In today’s decision reversing the court of appeals, Justice Cupp wrote: “Whether Article XII, Section 5a authorizes the expenditure of MVGT funds for the engineer’s highway department’s allocated portion of the CORSA premium is guided by our analysis in Madden (v. Bower, ... 1969).  In Madden, the issue was whether the cost of health-insurance premiums for the employees of the county engineer’s highway department could properly be paid from MVGT funds.  We determined that the highway-department employees were directly connected to a highway purpose by virtue of the work they performed.  ...  Because the work of the employees was in furtherance of the purposes for which the MVGT funds could be constitutionally expended, the health-insurance premiums could also be properly paid with the MVGT funds.”

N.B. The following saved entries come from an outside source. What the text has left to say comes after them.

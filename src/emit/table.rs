use std::io::Write;

use super::Emitter;
use crate::trace::{Snapshot, render, service_rows};
use crate::utils::format_timestamp_iso8601;

/// Prints a timing table per window, headed by the window's end time.
pub struct TableEmitter<W: Write> {
    out: W,
}

impl<W: Write> TableEmitter<W> {
    pub fn new(out: W) -> Self {
        Self { out }
    }

    pub fn into_inner(self) -> W {
        self.out
    }
}

impl<W: Write> Emitter for TableEmitter<W> {
    fn emit(&mut self, snapshot: &Snapshot, timestamp: u64) -> anyhow::Result<()> {
        writeln!(self.out, "== window ending {}", format_timestamp_iso8601(timestamp))?;
        let rows = service_rows(snapshot);
        if rows.is_empty() {
            writeln!(self.out, "(no completed service calls)")?;
        } else {
            write!(self.out, "{}", render(&rows))?;
        }
        writeln!(self.out)?;
        self.out.flush()?;
        Ok(())
    }
}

“The operations of the engineer’s highway department have an inherent risk.  This risk cannot be separated from the highway department’s operations and is thus directly connected to a highway purpose.   The evidence establishes that the CORSA premiums recognize this risk of loss inherent in the operation, activities, and duties of the engineer that are directly connected with the construction, maintenance, and repair of the highways or the enforcement of traffic laws, in the calculation of the premium.”

“(J)ust as the health-insurance premiums provided coverage to the employees whose jobs were directly connected to a highway purpose, the CORSA premiums similarly provide coverage for the inherent risk directly connected to the construction, maintenance, and repair of the highways or the enforcement of traffic laws. ... Moreover, the manner in which a county decides to ameliorate that risk, whether by being self-insured, purchasing its own insurance policy, or joining the CORSA risk pool, does not alter the directness of the connection.  Rather, it merely represents a level of risk of financial exposure that the commissioners are willing to have their county assume.”

“In Madden, we approved proportionality as an acceptable method to determine how much of the county employees’ group health-insurance premium could be attributed to the highway department’s employees. ... In the case now before us, the evidence demonstrated that the formula developed at the direction of the CORSA actuary used proportionality to calculate the premiums attributable to the engineer’s highway department.  Accordingly, the commissioners used the same mechanism we approved in Madden to calculate the engineer’s allocated portion. ... The engineer’s nonhighway operations, such as the map department and work performed by the engineer related to county sewers, were not included in the calculations.”

“We conclude that Article XII, Section 5a of the Ohio Constitution authorizes the use of MVGT funds to pay a county’s cost of participating in a joint self-insurance pool attributable to covering the risk of liability and loss resulting from the operations of a county engineer’s highway department.”

Please note: Opinion summaries are prepared by the Office of Public Information for the general public and news media. Opinion summaries are not prepared for every opinion, but only for noteworthy cases. Opinion summaries are not to be considered as official headnotes or syllabi of court opinions. The full text of this and other court opinions are available online.

2011-0859. Stockberger v. Henry, Slip Opinion No. 2012-Ohio-5392.
Knox App. No. 10CA000018, 196 Ohio App.3d 153, 2011-Ohio-1710.  Judgment reversed and cause remanded.
O’Connor, C.J., and Pfeifer, Lundberg Stratton, O’Donnell, Lanzinger, Cupp, and McGee Brown, JJ., concur.